-------- RECORDED INFORMATION

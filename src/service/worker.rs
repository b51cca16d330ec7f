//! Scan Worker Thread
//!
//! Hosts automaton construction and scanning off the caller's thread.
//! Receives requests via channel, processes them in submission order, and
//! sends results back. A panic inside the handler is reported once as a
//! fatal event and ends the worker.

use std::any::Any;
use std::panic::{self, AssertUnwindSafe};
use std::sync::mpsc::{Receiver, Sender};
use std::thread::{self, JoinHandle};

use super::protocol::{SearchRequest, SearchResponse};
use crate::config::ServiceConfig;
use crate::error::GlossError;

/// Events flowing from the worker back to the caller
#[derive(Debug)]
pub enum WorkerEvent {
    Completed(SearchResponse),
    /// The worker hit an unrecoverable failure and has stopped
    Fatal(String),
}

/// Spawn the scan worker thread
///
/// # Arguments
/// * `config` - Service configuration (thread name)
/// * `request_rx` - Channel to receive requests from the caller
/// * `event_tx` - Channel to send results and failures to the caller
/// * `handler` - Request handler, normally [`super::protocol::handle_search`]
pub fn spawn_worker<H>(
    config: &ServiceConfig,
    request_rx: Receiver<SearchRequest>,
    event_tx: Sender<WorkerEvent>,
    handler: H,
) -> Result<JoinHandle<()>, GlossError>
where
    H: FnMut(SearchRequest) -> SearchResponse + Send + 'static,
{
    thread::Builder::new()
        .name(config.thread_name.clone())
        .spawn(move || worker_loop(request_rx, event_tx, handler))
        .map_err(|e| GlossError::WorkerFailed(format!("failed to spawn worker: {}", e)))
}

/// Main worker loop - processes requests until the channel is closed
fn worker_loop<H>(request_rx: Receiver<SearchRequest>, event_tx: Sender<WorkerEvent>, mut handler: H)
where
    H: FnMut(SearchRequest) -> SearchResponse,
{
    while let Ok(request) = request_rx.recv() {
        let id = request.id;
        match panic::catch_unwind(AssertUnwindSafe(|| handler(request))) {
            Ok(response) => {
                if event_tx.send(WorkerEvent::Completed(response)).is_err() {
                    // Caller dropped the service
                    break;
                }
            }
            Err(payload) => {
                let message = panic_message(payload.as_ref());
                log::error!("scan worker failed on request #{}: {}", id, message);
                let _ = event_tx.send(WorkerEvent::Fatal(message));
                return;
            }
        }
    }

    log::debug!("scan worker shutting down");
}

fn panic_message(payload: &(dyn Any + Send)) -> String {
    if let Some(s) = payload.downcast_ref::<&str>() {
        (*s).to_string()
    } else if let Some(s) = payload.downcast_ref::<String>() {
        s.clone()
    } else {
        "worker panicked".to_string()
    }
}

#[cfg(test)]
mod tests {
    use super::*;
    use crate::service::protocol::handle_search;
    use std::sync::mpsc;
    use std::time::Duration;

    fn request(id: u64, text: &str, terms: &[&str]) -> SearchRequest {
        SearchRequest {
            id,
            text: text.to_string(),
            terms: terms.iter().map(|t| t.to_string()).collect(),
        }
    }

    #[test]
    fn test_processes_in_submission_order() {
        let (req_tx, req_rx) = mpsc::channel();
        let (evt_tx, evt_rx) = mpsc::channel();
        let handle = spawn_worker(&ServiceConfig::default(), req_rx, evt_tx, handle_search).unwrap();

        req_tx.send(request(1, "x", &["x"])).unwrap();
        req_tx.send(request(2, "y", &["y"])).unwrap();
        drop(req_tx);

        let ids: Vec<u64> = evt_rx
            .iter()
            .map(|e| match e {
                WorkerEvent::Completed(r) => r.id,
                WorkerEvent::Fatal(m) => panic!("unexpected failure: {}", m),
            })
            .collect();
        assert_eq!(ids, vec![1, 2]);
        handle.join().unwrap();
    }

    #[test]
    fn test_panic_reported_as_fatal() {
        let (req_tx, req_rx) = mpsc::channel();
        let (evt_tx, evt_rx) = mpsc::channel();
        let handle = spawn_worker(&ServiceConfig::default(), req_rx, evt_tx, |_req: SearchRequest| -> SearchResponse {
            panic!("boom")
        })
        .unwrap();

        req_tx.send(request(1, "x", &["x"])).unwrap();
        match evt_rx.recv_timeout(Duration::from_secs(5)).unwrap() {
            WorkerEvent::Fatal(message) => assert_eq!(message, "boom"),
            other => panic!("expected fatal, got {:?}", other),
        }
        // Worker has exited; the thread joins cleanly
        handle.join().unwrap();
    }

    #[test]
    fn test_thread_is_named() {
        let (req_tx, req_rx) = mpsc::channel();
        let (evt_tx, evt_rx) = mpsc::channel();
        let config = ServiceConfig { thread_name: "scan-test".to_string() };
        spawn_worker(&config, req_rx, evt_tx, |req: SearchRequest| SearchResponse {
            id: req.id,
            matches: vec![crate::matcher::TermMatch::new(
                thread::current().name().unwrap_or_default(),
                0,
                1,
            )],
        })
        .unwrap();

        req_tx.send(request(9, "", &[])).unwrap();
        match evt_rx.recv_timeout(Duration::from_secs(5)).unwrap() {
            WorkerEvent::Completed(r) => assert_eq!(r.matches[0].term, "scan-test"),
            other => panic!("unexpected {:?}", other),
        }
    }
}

----------------

PROBLEM DETAILS:
From the data above, give every line again exactly as it appears.

OUTPUT BELOW:
filename src/service/worker.rs
repository b51cca16d330ec7f
//! Scan Worker Thread
//!
//! Hosts automaton construction and scanning off the caller's thread.
//! Receives requests via channel, processes them in submission order, and
//! sends results back. A panic inside the handler is reported once as a
//! fatal event and ends the worker.

use std::any::Any;
use std::panic::{self, AssertUnwindSafe};
use std::sync::mpsc::{Receiver, Sender};
use std::thread::{self, JoinHandle};

use super::protocol::{SearchRequest, SearchResponse};
use crate::config::ServiceConfig;
use crate::error::GlossError;

/// Events flowing from the worker back to the caller
#[derive(Debug)]
pub enum WorkerEvent {
    Completed(SearchResponse),
    /// The worker hit an unrecoverable failure and has stopped
    Fatal(String),
}

/// Spawn the scan worker thread
///
/// # Arguments
/// * `config` - Service configuration (thread name)
/// * `request_rx` - Channel to receive requests from the caller
/// * `event_tx` - Channel to send results and failures to the caller
/// * `handler` - Request handler, normally [`super::protocol::handle_search`]
pub fn spawn_worker<H>(
    config: &ServiceConfig,
    request_rx: Receiver<SearchRequest>,
    event_tx: Sender<WorkerEvent>,
    handler: H,
) -> Result<JoinHandle<()>, GlossError>
where
    H: FnMut(SearchRequest) -> SearchResponse + Send + 'static,
{
    thread::Builder::new()
        .name(config.thread_name.clone())
        .spawn(move || worker_loop(request_rx, event_tx, handler))
        .map_err(|e| GlossError::WorkerFailed(format!("failed to spawn worker: {}", e)))
}

/// Main worker loop - processes requests until the channel is closed
fn worker_loop<H>(request_rx: Receiver<SearchRequest>, event_tx: Sender<WorkerEvent>, mut handler: H)
where
    H: FnMut(SearchRequest) -> SearchResponse,
{
    while let Ok(request) = request_rx.recv() {
        let id = request.id;
        match panic::catch_unwind(AssertUnwindSafe(|| handler(request))) {
            Ok(response) => {
                if event_tx.send(WorkerEvent::Completed(response)).is_err() {
                    // Caller dropped the service
                    break;
                }
            }
            Err(payload) => {
                let message = panic_message(payload.as_ref());
                log::error!("scan worker failed on request #{}: {}", id, message);
                let _ = event_tx.send(WorkerEvent::Fatal(message));
                return;
            }
        }
    }

    log::debug!("scan worker shutting down");
}

fn panic_message(payload: &(dyn Any + Send)) -> String {
    if let Some(s) = payload.downcast_ref::<&str>() {
        (*s).to_string()
    } else if let Some(s) = payload.downcast_ref::<String>() {
        s.clone()
    } else {
        "worker panicked".to_string()
    }
}

#[cfg(test)]
mod tests {
    use super::*;
    use crate::service::protocol::handle_search;
    use std::sync::mpsc;
    use std::time::Duration;

    fn request(id: u64, text: &str, terms: &[&str]) -> SearchRequest {
        SearchRequest {
            id,
            text: text.to_string(),
            terms: terms.iter().map(|t| t.to_string()).collect(),
        }
    }

    #[test]
    fn test_processes_in_submission_order() {
        let (req_tx, req_rx) = mpsc::channel();
        let (evt_tx, evt_rx) = mpsc::channel();
        let handle = spawn_worker(&ServiceConfig::default(), req_rx, evt_tx, handle_search).unwrap();

        req_tx.send(request(1, "x", &["x"])).unwrap();
        req_tx.send(request(2, "y", &["y"])).unwrap();
        drop(req_tx);

        let ids: Vec<u64> = evt_rx
            .iter()
            .map(|e| match e {
                WorkerEvent::Completed(r) => r.id,
                WorkerEvent::Fatal(m) => panic!("unexpected failure: {}", m),
            })
            .collect();
        assert_eq!(ids, vec![1, 2]);
        handle.join().unwrap();
    }

    #[test]
    fn test_panic_reported_as_fatal() {
        let (req_tx, req_rx) = mpsc::channel();
        let (evt_tx, evt_rx) = mpsc::channel();
        let handle = spawn_worker(&ServiceConfig::default(), req_rx, evt_tx, |_req: SearchRequest| -> SearchResponse {
            panic!("boom")
        })
        .unwrap();

        req_tx.send(request(1, "x", &["x"])).unwrap();
        match evt_rx.recv_timeout(Duration::from_secs(5)).unwrap() {
            WorkerEvent::Fatal(message) => assert_eq!(message, "boom"),
            other => panic!("expected fatal, got {:?}", other),
        }
        // Worker has exited; the thread joins cleanly
        handle.join().unwrap();
    }

    #[test]
    fn test_thread_is_named() {
        let (req_tx, req_rx) = mpsc::channel();
        let (evt_tx, evt_rx) = mpsc::channel();
        let config = ServiceConfig { thread_name: "scan-test".to_string() };
        spawn_worker(&config, req_rx, evt_tx, |req: SearchRequest| SearchResponse {
            id: req.id,
            matches: vec![crate::matcher::TermMatch::new(
                thread::current().name().unwrap_or_default(),
                0,
                1,
            )],
        })
        .unwrap();

        req_tx.send(request(9, "", &[])).unwrap();
        match evt_rx.recv_timeout(Duration::from_secs(5)).unwrap() {
            WorkerEvent::Completed(r) => assert_eq!(r.matches[0].term, "scan-test"),
            other => panic!("unexpected {:?}", other),
        }
    }
}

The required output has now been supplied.